Tuesday, March 01, 2011

So, what exactly does a university system chancellor do?

What does the chancellor do anyway?

The following comment (with the typo!) at Jack Bog's Blog sets it up well:
Does he have the power to hire and fire the presidents of the universities, or people that report to the presidents? Does he have authority over the budgets of the universities? Does he have authority to establish levels of tuition and fees? Does he have authority to approve capital projects? How about cirriculum? If he does these things, he's probably paid fairly. If he doesn't, then what exactly does he do?
To which this follow-up comment is hilarious:
A lot of chancelling is involved
Is it a big deal at all?  Yes, it is.

To begin with, a few years ago, then chancellor, Richard Jarvis, was sent off packing because the governor in his infinite wisdom decided to try a different approach in managing higher education in the state.  Jarvis, who grew up in the faculty ranks, was replaced by George Pernsteiner, who is the current chancellor (via this comment):
Pernsteiner was an inside appointment by Neil Goldschmidt, just before the sex scandal broke.
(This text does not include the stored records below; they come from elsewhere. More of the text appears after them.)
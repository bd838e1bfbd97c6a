/// Document - the main API for working with Word document content.
use super::clx::Clx;
use super::fib::Fib;
use super::package::{DocError, Result};
use super::text::{self, TextExtractionOptions};
use super::super::consts::STGTY_STREAM;
use super::super::OleFile;
use std::io::{Read, Seek};

/// A Word document (.doc).
///
/// This is the main API for reading legacy Word document content: the
/// compound file's two streams are parsed once, at construction time, and the
/// extracted text is held for the lifetime of the `Document`.
///
/// # Examples
///
/// ```rust,no_run
/// use litchi::doc::Package;
///
/// let mut pkg = Package::open("document.doc")?;
/// let doc = pkg.document()?;
/// println!("Document text: {}", doc.text());
/// # Ok::<(), Box<dyn std::error::Error>>(())
/// ```
pub struct Document {
    /// File Information Block from the WordDocument stream.
    fib: Fib,
    /// The already-extracted, post-processed document text.
    text: String,
}

impl Document {
    /// Build a `Document` by driving the full extraction pipeline: open
    /// streams, locate the Clx inside the Table stream via the Fib's
    /// offsets, parse the piece table, and run text extraction.
    ///
    /// This is typically called internally by `Package::document()`.
    pub(crate) fn from_ole<R: Read + Seek>(
        ole: &mut OleFile<R>,
        options: &TextExtractionOptions,
    ) -> Result<Self> {
        let word_document = ole
            .open_stream(&["WordDocument"])
            .map_err(|_| DocError::StreamNotFound("WordDocument".to_string()))?;

        let fib = Fib::parse(&word_document)?;

        let table_stream_name = find_table_stream_name(ole)?;
        let table_stream = ole
            .open_stream(&[&table_stream_name])
            .map_err(|_| DocError::StreamNotFound(table_stream_name.clone()))?;

        let fc_clx = fib.fc_clx().ok_or_else(|| {
            DocError::InvalidFormat("FibRgFcLcb has no fcClx/lcbClx pair".to_string())
        })? as usize;
        let lcb_clx = fib.lcb_clx().unwrap_or(0) as usize;
        if fc_clx + lcb_clx > table_stream.len() {
            return Err(DocError::InconsistentLength(format!(
                "Clx range [{}, {}) exceeds {} stream length {}",
                fc_clx,
                fc_clx + lcb_clx,
                table_stream_name,
                table_stream.len()
            )));
        }
        let clx_bytes = &table_stream[fc_clx..fc_clx + lcb_clx];
        let clx: Clx = super::clx::parse(clx_bytes)?;

        let text = text::extract(&word_document, &clx, options);

        Ok(Self { fib, text })
    }

    /// Get the extracted, post-processed text content of the document.
    ///
    /// # Examples
    ///
    /// ```rust,no_run
    /// use litchi::doc::Package;
    ///
    /// let mut pkg = Package::open("document.doc")?;
    /// let doc = pkg.document()?;
    /// println!("{}", doc.text());
    /// # Ok::<(), Box<dyn std::error::Error>>(())
    /// ```
    #[inline]
    pub fn text(&self) -> &str {
        &self.text
    }

    /// Get access to the parsed File Information Block.
    ///
    /// This provides lower-level access to document version and offsets.
    #[inline]
    pub fn fib(&self) -> &Fib {
        &self.fib
    }
}

/// Find the single root-level stream whose name, with its first character
/// stripped, equals `"Table"`. The legacy format stores the active piece
/// table in either `0Table` or `1Table`; the Fib's `fWhichTblStm` bit is
/// ignored here in favor of "the one that exists". Zero or multiple matches
/// is a fatal `AmbiguousTableStream`.
fn find_table_stream_name<R: Read + Seek>(ole: &OleFile<R>) -> Result<String> {
    let candidates: Vec<String> = ole
        .list_directory_entries(&[])
        .map_err(DocError::Ole)?
        .into_iter()
        .filter(|entry| entry.entry_type == STGTY_STREAM)
        .filter(|entry| entry.name.len() > 1 && &entry.name[1..] == "Table")
        .map(|entry| entry.name.clone())
        .collect();

    match candidates.as_slice() {
        [name] => Ok(name.clone()),
        [] => Err(DocError::AmbiguousTableStream(
            "no root stream named '0Table' or '1Table' found".to_string(),
        )),
        _ => Err(DocError::AmbiguousTableStream(format!(
            "multiple candidate Table streams found: {:?}",
            candidates
        ))),
    }
}

#[cfg(test)]
mod tests {
    // End-to-end construction is exercised via `Package`/`OleFile`
    // integration tests (requires building a full compound file); the
    // per-component behaviors (Fib/Clx/text parsing, stream disambiguation)
    // are covered in their own modules.
}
George Pernsteiner is pretty much unique among university chancellors in not having a PhD. The RG editorial board wrote:
Pernsteiner was chosen without any of the hallmarks of a chancellor's hiring - no nationwide search, no interviews, no public process.
Then in 2005, the new OUS Board President made it permanent - again, no search or public process.
The chancellor, in this new arrangement, has become a highly paid liaison between the legislative and executive branches of Oregon.  Or perhaps even like a lobbyist for the Oregon University System!

Oh well ...

BTW, one term Jarvis taught an introductory freshman course in geography here at my university.  A funny incident he told us--when the geography faculty got together with him for coffee--was this: the first day of classes, apparently a student walked up to him and complained about the large class size (may have been about 45 students) which was a contrast to the "low average class size" the university's brochure had advertised.  Jarvis response was something like this: "I am just an adjunct faculty here.  It is the administrators who make these decisions."